The net present value method measured our return as a dollar amount, but what if we want to measure it as a percentage rate? Then we use the internal rate of return, which is the actual return that we get on the investment as a percentage rate.

The net present value method and the internal rate of return method are two ways of making the same calculation. The net present value is shown in a dollar amount and the internal rate of return as a percentage.

Study Tip: The internal rate of return is the actual return an investment returns. If the internal rate of return is higher than the hurdle rate, then you accept the investment.

For the internal rate of return, we need to know what percentage return we are getting. If we take the numbers from earlier, we invested $100,000, which created a return of $25,000 for 10 years. That return would be a 21.4% return (i.e., the internal rate of return). The CPA problems won’t require you to calculate the 21.4% return.

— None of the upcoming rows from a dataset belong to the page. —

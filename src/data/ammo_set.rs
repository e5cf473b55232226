use std::collections::BTreeMap;
use std::sync::Arc;

use crate::model::Ammo;

/// Ammo grouped by method path. Methods iterate in path order so runs are
/// reproducible.
#[derive(Debug, Default, Clone)]
pub struct AmmoSet {
    by_method: BTreeMap<String, Vec<Arc<Ammo>>>,
}

impl AmmoSet {
    #[must_use]
    pub fn new(by_method: BTreeMap<String, Vec<Ammo>>) -> Self {
        Self {
            by_method: by_method
                .into_iter()
                .map(|(method, ammo)| (method, ammo.into_iter().map(Arc::new).collect()))
                .collect(),
        }
    }

    /// Every method in the file, including ones with no ammo.
    pub fn methods(&self) -> impl Iterator<Item = (&str, &[Arc<Ammo>])> {
        self.by_method
            .iter()
            .map(|(method, ammo)| (method.as_str(), ammo.as_slice()))
    }

    /// Methods that have at least one ammo entry and will be replayed.
    pub fn loaded_methods(&self) -> impl Iterator<Item = (&str, &[Arc<Ammo>])> {
        self.methods().filter(|(_, ammo)| !ammo.is_empty())
    }

    #[must_use]
    pub fn method_count(&self) -> usize {
        self.by_method.len()
    }

    #[must_use]
    pub fn total_ammo(&self) -> usize {
        self.by_method.values().map(Vec::len).sum()
    }

    #[must_use]
    pub fn is_empty(&self) -> bool {
        self.total_ammo() == 0
    }
}
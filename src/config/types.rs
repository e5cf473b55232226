use std::collections::BTreeMap;
use std::path::PathBuf;
use std::time::Duration;

use serde::Deserialize;

use crate::args::{OutputFormat, parse_duration_arg};
use crate::error::ValidationError;

/// Mirrors the command line; every key is optional.
#[derive(Debug, Default, Deserialize)]
pub struct ConfigFile {
    pub host: Option<String>,
    pub data_dir: Option<PathBuf>,
    pub ammo_dir: Option<String>,
    #[serde(alias = "conn")]
    pub connections: Option<usize>,
    pub timeout: Option<DurationValue>,
    pub count: Option<usize>,
    pub queue_capacity: Option<usize>,
    pub output_format: Option<OutputFormat>,
    pub output: Option<PathBuf>,
    pub verbose: Option<bool>,
    /// Method path to validator name (`media_items`, `epg`, `search`, `none`).
    pub endpoints: Option<BTreeMap<String, String>>,
}

#[derive(Debug, Clone, Deserialize)]
#[serde(untagged)]
pub enum DurationValue {
    Seconds(u64),
    Text(String),
}

impl DurationValue {
    pub(crate) fn to_duration(&self) -> Result<Duration, ValidationError> {
        match self {
            DurationValue::Seconds(secs) => {
                if *secs == 0 {
                    Err(ValidationError::DurationZero)
                } else {
                    Ok(Duration::from_secs(*secs))
                }
            }
            DurationValue::Text(text) => parse_duration_arg(text),
        }
    }
}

Here’s where we see a big difference between the hurdle rate and the actual rate of return. The hurdle rate was 10%. We wanted to make a 10% return on our investment, and the actual rate of return, the internal rate of return was 21.4%.

If we were expecting to make 10%, but we actually made 21.4%, then would we accept this investment decision? Absolutely, because we’re making more than twice the amount that we thought we would be making.

If the internal rate of return is higher than the hurdle rate, then you accept it, and if the internal rate of return is lower than the hurdle rate, then you reject it.